Der luftintegrierte Tauchcomputer mit Schlauchanschluss.

Die Tauchcomputer, die in eine Konsole integriert werden – also einer Halterung für mehrere Instrumente, wie Finimeter, Kompass, Tiefenmesser etc. – sind etwas aus der Mode gekommen, können somit auch als digitaltes Finimeter dienen. Sicherlich ist die feste und damit sehr sichere Verbindung durch den Schlauch zwischen Tauchcomputer und Tauchflasche sehr sicher, denn der aktuelle Luftverbrauch und die Restluft im Tank wird in die Berechnungen des Tauchcomputers mit einbezogen. Der Nachteil dieser Tauchcomputer ist, dass die Konsole klobig wird, wenn viele Instrumente in dieser sitzen und das geht zulasten der gewünschten Stromlinienform beim Tauchgang. Des Weiteren kann es auch sein, dass ein Taucheinsteiger in einer Stresssituation Schwierigkeiten hat, die Konsole mit dem Tauchcomputer am Jacket schnell zu finden.

Der luftintegrierte Tauchcomputer mit drahtlosen Sender

Das Finimeter ist bei den luftintegrierten Tauchcomputern mit einem drahtlosen Sender in dem Tauchcomputer integriert. Das bedeutet die „Restluftanzeige“ für die Tauchflasche ist im Tauchcomputer enthalten und somit wird die „Restluft“ mit in die Berechnung der Werte mit einbezogen. Allerdings kann es passieren, dass die drahtlose Verbindung zum Sender des Tauchcomputers gestört oder abgebrochen wird und daher ist es ratsam, stets ein zusätzliches Finimeter an der Tauchflasche zu befestigen. Denn ansonsten kann es passieren, das der Tauchgang aufgrund einer Fehlfunktion vorzeitig abgebrochen werden muss.

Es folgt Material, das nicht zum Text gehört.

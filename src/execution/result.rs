//! Execution result model
//!
//! Rows are materialized as tagged cells so downstream logic dispatches on
//! the tag instead of guessing at positional tuple types.

use serde::{Deserialize, Serialize};
use std::time::Duration;

/// A single materialized value
#[derive(Debug, Clone, PartialEq, Serialize, Deserialize)]
pub enum Cell {
    Null,
    Int(i64),
    Float(f64),
    Text(String),
    Json(serde_json::Value),
}

impl Cell {
    pub fn as_text(&self) -> Option<&str> {
        match self {
            Self::Text(s) => Some(s),
            _ => None,
        }
    }

    pub fn as_i64(&self) -> Option<i64> {
        match self {
            Self::Int(n) => Some(*n),
            _ => None,
        }
    }

    pub fn as_f64(&self) -> Option<f64> {
        match self {
            Self::Float(f) => Some(*f),
            Self::Int(n) => Some(*n as f64),
            _ => None,
        }
    }

    pub fn is_null(&self) -> bool {
        matches!(self, Self::Null)
    }
}

pub type Row = Vec<Cell>;

/// Outcome of one statement execution; immutable once created
#[derive(Debug, Clone, Serialize, Deserialize)]
pub struct ExecutionResult {
    /// Column names keyed by position
    pub columns: Vec<String>,
    pub rows: Vec<Row>,
    pub row_count: u64,
    /// Wall-clock execution time
    pub elapsed: Duration,
    pub errors: Vec<String>,
    pub warnings: Vec<String>,
}

impl ExecutionResult {
    pub fn failed(message: String, elapsed: Duration) -> Self {
        Self {
            columns: Vec::new(),
            rows: Vec::new(),
            row_count: 0,
            elapsed,
            errors: vec![message],
            warnings: Vec::new(),
        }
    }

    pub fn elapsed_ms(&self) -> u128 {
        self.elapsed.as_millis()
    }

    pub fn is_err(&self) -> bool {
        !self.errors.is_empty()
    }
}
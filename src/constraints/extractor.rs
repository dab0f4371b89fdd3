//! Constraint Extractor - deterministic scanners over a user utterance
//!
//! A pipeline of pattern scanners, each filling one field of the
//! [`Constraints`] record. The extractor never fails: a pattern that does
//! not match leaves its field absent, and a pattern that partially matches
//! logs at debug and is dropped.

use crate::constraints::{
    Aggregation, Constraints, FilterValue, OrderBy, OrderDirection, PriceRange, SizeRange,
};
use crate::schema_map::SchemaMap;
use regex::Regex;
use std::collections::{BTreeMap, BTreeSet, HashSet};
use std::sync::{Arc, LazyLock};
use tracing::debug;

// Price scanners. A match must carry a dollar sign or a magnitude suffix so
// that "over 5 acres" stays a size constraint.
static PRICE_BETWEEN: LazyLock<Regex> = LazyLock::new(|| {
    Regex::new(r"\bbetween\s*(\$?)(\d[\d,]*(?:\.\d+)?)\s*([km])?\s*and\s*(\$?)(\d[\d,]*(?:\.\d+)?)\s*([km])?").unwrap()
});
static PRICE_UNDER: LazyLock<Regex> =
    LazyLock::new(|| Regex::new(r"\bunder\s*(\$?)(\d[\d,]*(?:\.\d+)?)\s*([km])?").unwrap());
static PRICE_OVER: LazyLock<Regex> =
    LazyLock::new(|| Regex::new(r"\bover\s*(\$?)(\d[\d,]*(?:\.\d+)?)\s*([km])?").unwrap());

// Size scanners (acres).
static SIZE_RANGE: LazyLock<Regex> = LazyLock::new(|| {
    Regex::new(r"(\d+(?:\.\d+)?)\s*(?:to|and|-)\s*(\d+(?:\.\d+)?)\s*acres?\b").unwrap()
});
static SIZE_OVER: LazyLock<Regex> =
    LazyLock::new(|| Regex::new(r"\bover\s*(\d+(?:\.\d+)?)\s*acres?\b").unwrap());
static SIZE_EXACT: LazyLock<Regex> =
    LazyLock::new(|| Regex::new(r"(\d+(?:\.\d+)?)\s*acres?\b").unwrap());
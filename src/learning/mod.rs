//! Learning layer - durable correction trails and read-only summaries

pub mod reporter;
pub mod store;

pub use reporter::Reporter;
pub use store::{query_hash, FeedbackRecord, LearningStats, LearningStore};
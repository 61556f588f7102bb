//! Length-only metrics

use super::{unit, StringMetric};

/// Combined length beyond which two strings count as fully similar
const CHAPMAN_LENGTH_LIMIT: f64 = 500.0;

/// `1 - ((500 - (la + lb)) / 500)^4`, saturating at 1.0 past 500 characters.
///
/// Scores length only, so short identical strings score low.
#[derive(Debug, Clone, Copy, Default)]
pub struct ChapmanMeanLength;

impl ChapmanMeanLength {
    pub fn new() -> Self {
        Self
    }
}

impl StringMetric for ChapmanMeanLength {
    fn short_description(&self) -> String {
        "ChapmanMeanLength".to_string()
    }

    fn long_description(&self) -> String {
        "Mean-length similarity, saturating at a combined length of 500".to_string()
    }

    fn similarity(&self, a: &str, b: &str) -> f64 {
        let combined = (a.chars().count() + b.chars().count()) as f64;
        if combined > CHAPMAN_LENGTH_LIMIT {
            return 1.0;
        }
        let remaining = (CHAPMAN_LENGTH_LIMIT - combined) / CHAPMAN_LENGTH_LIMIT;
        unit(1.0 - remaining.powi(4))
    }

    fn unnormalized_similarity(&self, a: &str, b: &str) -> f64 {
        self.similarity(a, b)
    }

    fn estimated_cost(&self, _a: &str, _b: &str) -> f64 {
        0.0
    }
}

/// Shorter length over longer length
#[derive(Debug, Clone, Copy, Default)]
pub struct ChapmanLengthDeviation;

impl ChapmanLengthDeviation {
    pub fn new() -> Self {
        Self
    }
}

impl StringMetric for ChapmanLengthDeviation {
    fn short_description(&self) -> String {
        "ChapmanLengthDeviation".to_string()
    }

    fn long_description(&self) -> String {
        "Ratio of the shorter to the longer string length".to_string()
    }

    fn similarity(&self, a: &str, b: &str) -> f64 {
        let la = a.chars().count();
        let lb = b.chars().count();
        let longer = la.max(lb);
        if longer == 0 {
            return 1.0;
        }
        la.min(lb) as f64 / longer as f64
    }

    fn unnormalized_similarity(&self, a: &str, b: &str) -> f64 {
        self.similarity(a, b)
    }

    fn estimated_cost(&self, _a: &str, _b: &str) -> f64 {
        0.0
    }
}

Der Tauchcomputer als Armbandmodell

Egal ob luftintegriert oder einfacher Tauchcomputer, die gängigste und beliebteste Form des Tauchcomputers ist heute das Armbandmodell, das ähnlich wie eine Armbanduhr getragen wird. Eine Alternative dazu wäre das Konsolenmodell, wie bei dem luftintegrierten Tauchcomputer mit Schlauchanschluss bereits erklärt. Hier liegt der große Vorteil darin, dass man beim Tauchgang den Tauchcomputer stets vor Augen hat, je nach Armhaltung und somit die Werte ganz bequem verfolgen kann.